Problem requirements >> Return the lines below exactly as they appear, please, starting with the first and ending with the one that contains "criterion_main!(benches);".

Collected data entries >>

-*-*-

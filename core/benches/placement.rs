use std::hint::black_box;

use criterion::{Criterion, criterion_group, criterion_main};
use rand::{SeedableRng, rngs::StdRng};
use sweeper_core::BoardEngine;

fn initialize(c: &mut Criterion) {
    let mut group = c.benchmark_group("initialize");
    for (name, size, mines) in [
        ("beginner", (9, 9), 10),
        ("expert", (30, 16), 99),
        ("dense", (30, 16), 470),
        ("full", (30, 16), 480),
    ] {
        group.bench_function(name, |b| {
            let mut rng = StdRng::seed_from_u64(0xdecaf);
            let mut engine = BoardEngine::new(size).unwrap();
            b.iter(|| {
                engine.initialize(black_box(mines), &mut rng).unwrap();
                black_box(engine.mine_count())
            })
        });
    }
    group.finish();
}

criterion_group!(benches, initialize);
criterion_main!(benches);
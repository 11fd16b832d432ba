use std::io::{BufRead, Write};
use std::num::ParseIntError;

use thiserror::Error;

use crate::Mode;

#[derive(Error, Debug, PartialEq, Eq)]
pub enum InputError {
    #[error("expected two comma separated numbers, e.g. 1,2")]
    MissingComma,
    #[error("invalid number: {0}")]
    InvalidNumber(#[from] ParseIntError),
    #[error("invalid choice {0:?}, expected 1 or 2")]
    InvalidChoice(String),
    #[error("input closed")]
    Closed,
}

/// Parses a player move written as `x,y`.
pub fn parse_coords(line: &str) -> Result<(i64, i64), InputError> {
    let line = line.trim_end_matches(['\r', '\n']);
    let (x, y) = line.split_once(',').ok_or(InputError::MissingComma)?;
    Ok((x.parse()?, y.parse()?))
}

pub fn parse_mode_choice(line: &str) -> Result<Mode, InputError> {
    match line.trim() {
        "1" => Ok(Mode::Auto),
        "2" => Ok(Mode::Manual),
        other => Err(InputError::InvalidChoice(other.to_owned())),
    }
}

/// Writes `prompt` and reads one line, `None` on end of input.
pub fn prompt_line(input: &mut impl BufRead, output: &mut impl Write, prompt: &str) -> std::io::Result<Option<String>> {
    write!(output, "{prompt}")?;
    output.flush()?;

    let mut line = String::new();
    if input.read_line(&mut line)? == 0 {
        return Ok(None);
    }
    Ok(Some(line))
}

pub fn prompt_mode(input: &mut impl BufRead, output: &mut impl Write) -> anyhow::Result<Mode> {
    let line = prompt_line(input, output, "Enter your option: \n1. Auto Play\n2. Manual\n Choice: ")?
        .ok_or(InputError::Closed)?;
    Ok(parse_mode_choice(&line)?)
}

#[cfg(test)]
mod tests {
    use super::*;
    use std::io::Cursor;

    #[test]
    fn parses_comma_separated_pair() {
        assert_eq!(parse_coords("1,2\n"), Ok((1, 2)));
        assert_eq!(parse_coords("0,9\r\n"), Ok((0, 9)));
        assert_eq!(parse_coords("-1,3"), Ok((-1, 3)));
    }

    #[test]
    fn rejects_malformed_moves() {
        assert_eq!(parse_coords("12"), Err(InputError::MissingComma));
        assert!(matches!(parse_coords("a,2"), Err(InputError::InvalidNumber(_))));
        assert!(matches!(parse_coords("1,2,3"), Err(InputError::InvalidNumber(_))));
        assert!(matches!(parse_coords("1, 2"), Err(InputError::InvalidNumber(_))));
    }

    #[test]
    fn mode_prompt_accepts_menu_numbers() {
        let mut output = Vec::new();
        let mode = prompt_mode(&mut Cursor::new("2\n"), &mut output).unwrap();

        assert_eq!(mode, Mode::Manual);
        assert!(String::from_utf8(output).unwrap().contains("1. Auto Play"));
        assert_eq!(parse_mode_choice(" 1 \n"), Ok(Mode::Auto));
    }

    #[test]
    fn mode_prompt_rejects_other_answers() {
        let err = prompt_mode(&mut Cursor::new("3\n"), &mut Vec::new()).unwrap_err();
        assert_eq!(
            err.downcast_ref::<InputError>(),
            Some(&InputError::InvalidChoice("3".to_owned()))
        );

        let err = prompt_mode(&mut Cursor::new(""), &mut Vec::new()).unwrap_err();
        assert_eq!(err.downcast_ref::<InputError>(), Some(&InputError::Closed));
    }
}
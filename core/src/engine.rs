use ndarray::Array2;
use serde::{Deserialize, Serialize};

use crate::*;

#[derive(Copy, Clone, Debug, Default, PartialEq, Eq, Serialize, Deserialize)]
pub enum EngineState {
    #[default]
    Uninitialized,
    Active,
    Lost,
    Cleared,
}

impl EngineState {
    pub const fn is_finished(self) -> bool {
        matches!(self, Self::Lost | Self::Cleared)
    }
}

/// Owns the grid and every state transition of one game session.
///
/// Lifecycle: [`BoardEngine::new`] creates an empty board, [`BoardEngine::initialize`] places the mines and computes
/// adjacency counts, then [`BoardEngine::reveal`] flips cells one at a time. Only revealed cells disclose whether they
/// hold a mine.
#[derive(Clone, Debug, PartialEq)]
pub struct BoardEngine {
    size: Coord2,
    board: Array2<Cell>,
    layout: Option<MineLayout>,
    revealed_safe: CellCount,
    state: EngineState,
}

impl BoardEngine {
    pub fn new(size: Coord2) -> Result<Self> {
        validate_size(size)?;
        Ok(Self {
            size,
            board: Array2::default(size.to_nd_index()),
            layout: None,
            revealed_safe: 0,
            state: EngineState::Uninitialized,
        })
    }

    /// Places exactly `mine_count` mines using `sampler`, then computes the adjacency count of every cell.
    ///
    /// Calling it again re-randomizes and resets the whole board. On error the board is left as it was.
    pub fn initialize<S: CellSampler + ?Sized>(&mut self, mine_count: CellCount, sampler: &mut S) -> Result<()> {
        let config = GameConfig::new(self.size, mine_count)?;
        let layout = RejectionGenerator::new(sampler).generate(config)?;
        self.initialize_with_layout(layout)
    }

    /// Like [`BoardEngine::initialize`] but with mines at known positions.
    pub fn initialize_with_layout(&mut self, layout: MineLayout) -> Result<()> {
        if layout.size() != self.size {
            return Err(ConfigProblem::SizeMismatch.into());
        }

        let board = Array2::from_shape_fn(self.size.to_nd_index(), |(x, y)| {
            let coords = (x as Coord, y as Coord);
            Cell {
                has_mine: layout.contains_mine(coords),
                revealed: false,
                adjacent_mines: layout.adjacent_mine_count(coords),
            }
        });

        log::debug!(
            "Initialized {}x{} board with {} mines",
            self.size.0,
            self.size.1,
            layout.mine_count()
        );
        self.board = board;
        self.layout = Some(layout);
        self.revealed_safe = 0;
        self.state = EngineState::Active;
        Ok(())
    }

    /// Reveals a single cell and reports whether it held a mine.
    ///
    /// Revealing an already revealed cell changes nothing and reports the same classification again. Neighbors are
    /// never opened automatically.
    pub fn reveal(&mut self, coords: Coord2) -> Result<RevealOutcome> {
        let coords = self.validate_coords(coords)?;
        self.check_initialized()?;

        let cell = &mut self.board[coords.to_nd_index()];
        let outcome = RevealOutcome {
            was_mine: cell.has_mine,
        };
        if cell.revealed {
            log::trace!("Cell {:?} already revealed", coords);
            return Ok(outcome);
        }
        cell.revealed = true;

        if outcome.was_mine {
            log::debug!("Mine revealed at {:?}", coords);
            self.end_game(false);
        } else {
            self.revealed_safe += 1;
            if self.safe_cells_left() == 0 {
                self.end_game(true);
            }
        }
        Ok(outcome)
    }

    /// Converts untrusted signed coordinates into in-bounds board coordinates.
    pub fn checked_coords(&self, x: i64, y: i64) -> Result<Coord2> {
        let coords = (
            Coord::try_from(x).map_err(|_| GameError::OutOfBounds)?,
            Coord::try_from(y).map_err(|_| GameError::OutOfBounds)?,
        );
        self.validate_coords(coords)
    }

    pub fn validate_coords(&self, coords: Coord2) -> Result<Coord2> {
        if in_bounds(coords, self.size) {
            Ok(coords)
        } else {
            Err(GameError::OutOfBounds)
        }
    }

    pub fn size(&self) -> Coord2 {
        self.size
    }

    pub fn rows(&self) -> Coord {
        self.size.0
    }

    pub fn cols(&self) -> Coord {
        self.size.1
    }

    pub fn state(&self) -> EngineState {
        self.state
    }

    pub fn is_initialized(&self) -> bool {
        self.layout.is_some()
    }

    pub fn mine_count(&self) -> CellCount {
        self.layout.as_ref().map_or(0, MineLayout::mine_count)
    }

    /// Mine coordinates in placement order; empty until initialized.
    pub fn mine_positions(&self) -> &[Coord2] {
        match &self.layout {
            Some(layout) => layout.mine_positions(),
            None => &[],
        }
    }

    pub fn cell_at(&self, coords: Coord2) -> Result<CellView> {
        let coords = self.validate_coords(coords)?;
        Ok(self.board[coords.to_nd_index()].view())
    }

    pub fn is_revealed(&self, coords: Coord2) -> Result<bool> {
        Ok(self.cell_at(coords)?.is_revealed())
    }

    /// `Some(has_mine)` for revealed cells, `None` while the cell is hidden.
    pub fn is_mine(&self, coords: Coord2) -> Result<Option<bool>> {
        Ok(match self.cell_at(coords)? {
            CellView::Hidden => None,
            CellView::Safe(_) => Some(false),
            CellView::Mine => Some(true),
        })
    }

    pub fn adjacent_mine_count(&self, coords: Coord2) -> Result<u8> {
        let coords = self.validate_coords(coords)?;
        self.check_initialized()?;
        Ok(self.board[coords.to_nd_index()].adjacent_mines)
    }

    pub fn revealed_safe_count(&self) -> CellCount {
        self.revealed_safe
    }

    /// Safe cells still hidden.
    pub fn safe_cells_left(&self) -> CellCount {
        match &self.layout {
            Some(layout) => layout.safe_cell_count() - self.revealed_safe,
            None => mult(self.size.0, self.size.1),
        }
    }

    /// Win condition: a safe reveal left no safe cell hidden.
    ///
    /// A board packed with mines is never cleared, it can only be lost.
    pub fn is_cleared(&self) -> bool {
        self.state == EngineState::Cleared
    }

    /// Coordinates and views of every cell in row-major order.
    pub fn iter_cells(&self) -> impl Iterator<Item = (Coord2, CellView)> + '_ {
        self.board
            .indexed_iter()
            .map(|((x, y), cell)| ((x as Coord, y as Coord), cell.view()))
    }

    /// Hidden cells in row-major order.
    pub fn hidden_cells(&self) -> impl Iterator<Item = Coord2> + '_ {
        self.iter_cells()
            .filter(|(_, view)| !view.is_revealed())
            .map(|(coords, _)| coords)
    }

    fn end_game(&mut self, cleared: bool) {
        if self.state.is_finished() {
            return;
        }
        self.state = if cleared {
            EngineState::Cleared
        } else {
            EngineState::Lost
        };
    }

    fn check_initialized(&self) -> Result<()> {
        if self.is_initialized() {
            Ok(())
        } else {
            Err(GameError::NotInitialized)
        }
    }
}
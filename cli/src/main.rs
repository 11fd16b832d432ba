#![forbid(unsafe_code)]

mod game;
mod input;
mod render;
mod setup;

use std::io;
use std::time::Duration;

use anyhow::Context;
use clap::{Parser, ValueEnum};
use clap_verbosity_flag::{InfoLevel, Verbosity};
use log::info;
use rand::{SeedableRng, rngs::StdRng};
use sweeper_core::{BoardEngine, Coord, mult};

use crate::game::{AutoPlayer, ManualPlayer, Session};

#[derive(Copy, Clone, Debug, PartialEq, Eq, ValueEnum)]
pub enum Mode {
    /// Reveal random hidden cells
    Auto,
    /// Type `x,y` coordinates
    Manual,
}

#[derive(Parser, Debug)]
#[command(version, about = "Reveal cells on a hidden minefield", long_about = None)]
struct Args {
    /// What log level to use
    #[command(flatten)]
    verbose: Verbosity<InfoLevel>,

    /// Number of board rows
    #[arg(long, default_value_t = 10, value_parser = clap::value_parser!(Coord).range(1..))]
    rows: Coord,

    /// Number of board columns
    #[arg(long, default_value_t = 10, value_parser = clap::value_parser!(Coord).range(1..))]
    cols: Coord,

    /// Exact number of mines
    #[arg(short, long, allow_negative_numbers = true, conflicts_with = "density")]
    mines: Option<i64>,

    /// Scales a random mine count when --mines is not given, between 0 and 1
    #[arg(short, long, default_value_t = 0.5, value_parser = setup::parse_density)]
    density: f64,

    /// Play mode, asked interactively when omitted
    #[arg(long, value_enum)]
    mode: Option<Mode>,

    /// Pause between turns in milliseconds
    #[arg(long, default_value_t = 1000)]
    delay_ms: u64,

    /// Force a seed instead of random
    #[arg(short, long)]
    seed: Option<u64>,

    /// Print a JSON summary of the finished game
    #[arg(long)]
    json: bool,
}

fn init_logging(verbose: &Verbosity<InfoLevel>) {
    use tracing_subscriber::filter::LevelFilter;

    let level = match verbose.log_level_filter() {
        log::LevelFilter::Off => LevelFilter::OFF,
        log::LevelFilter::Error => LevelFilter::ERROR,
        log::LevelFilter::Warn => LevelFilter::WARN,
        log::LevelFilter::Info => LevelFilter::INFO,
        log::LevelFilter::Debug => LevelFilter::DEBUG,
        log::LevelFilter::Trace => LevelFilter::TRACE,
    };
    tracing_subscriber::fmt()
        .with_max_level(level)
        .with_target(false)
        .with_writer(io::stderr)
        .init();
}

fn main() -> anyhow::Result<()> {
    let args = Args::parse();
    init_logging(&args.verbose);
    log::debug!("seed: {:?}", args.seed);

    let mut rng = match args.seed {
        Some(seed) => StdRng::seed_from_u64(seed),
        None => StdRng::from_os_rng(),
    };

    let mut engine = BoardEngine::new((args.rows, args.cols))?;
    let mines = match args.mines {
        Some(mines) => setup::mine_count_arg(mines)?,
        None => setup::density_mine_count(args.density, mult(args.rows, args.cols), &mut rng)?,
    };
    info!("Creating minesweeper [{}, {}] with {} bombs", args.rows, args.cols, mines);
    engine
        .initialize(mines, &mut rng)
        .with_context(|| format!("cannot place {mines} mines on a {}x{} board", args.rows, args.cols))?;

    let mut stdin = io::stdin().lock();
    let mode = match args.mode {
        Some(mode) => mode,
        None => input::prompt_mode(&mut stdin, &mut io::stdout())?,
    };

    let mut session = Session::new(engine, io::stdout(), Duration::from_millis(args.delay_ms));
    let outcome = match mode {
        Mode::Auto => session.play(&mut AutoPlayer::new(rng))?,
        Mode::Manual => session.play(&mut ManualPlayer::new(stdin, io::stdout()))?,
    };
    log::debug!(
        "Finished with {:?} after revealing {} safe cells",
        outcome,
        session.engine().revealed_safe_count()
    );

    if args.json {
        serde_json::to_writer_pretty(io::stdout(), &session.snapshot(outcome))?;
        println!();
    }
    Ok(())
}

-*-*-

Response to the task >>
filename core/benches/placement.rs
use std::hint::black_box;

use criterion::{Criterion, criterion_group, criterion_main};
use rand::{SeedableRng, rngs::StdRng};
use sweeper_core::BoardEngine;

fn initialize(c: &mut Criterion) {
    let mut group = c.benchmark_group("initialize");
    for (name, size, mines) in [
        ("beginner", (9, 9), 10),
        ("expert", (30, 16), 99),
        ("dense", (30, 16), 470),
        ("full", (30, 16), 480),
    ] {
        group.bench_function(name, |b| {
            let mut rng = StdRng::seed_from_u64(0xdecaf);
            let mut engine = BoardEngine::new(size).unwrap();
            b.iter(|| {
                engine.initialize(black_box(mines), &mut rng).unwrap();
                black_box(engine.mine_count())
            })
        });
    }
    group.finish();
}

criterion_group!(benches, initialize);
criterion_main!(benches);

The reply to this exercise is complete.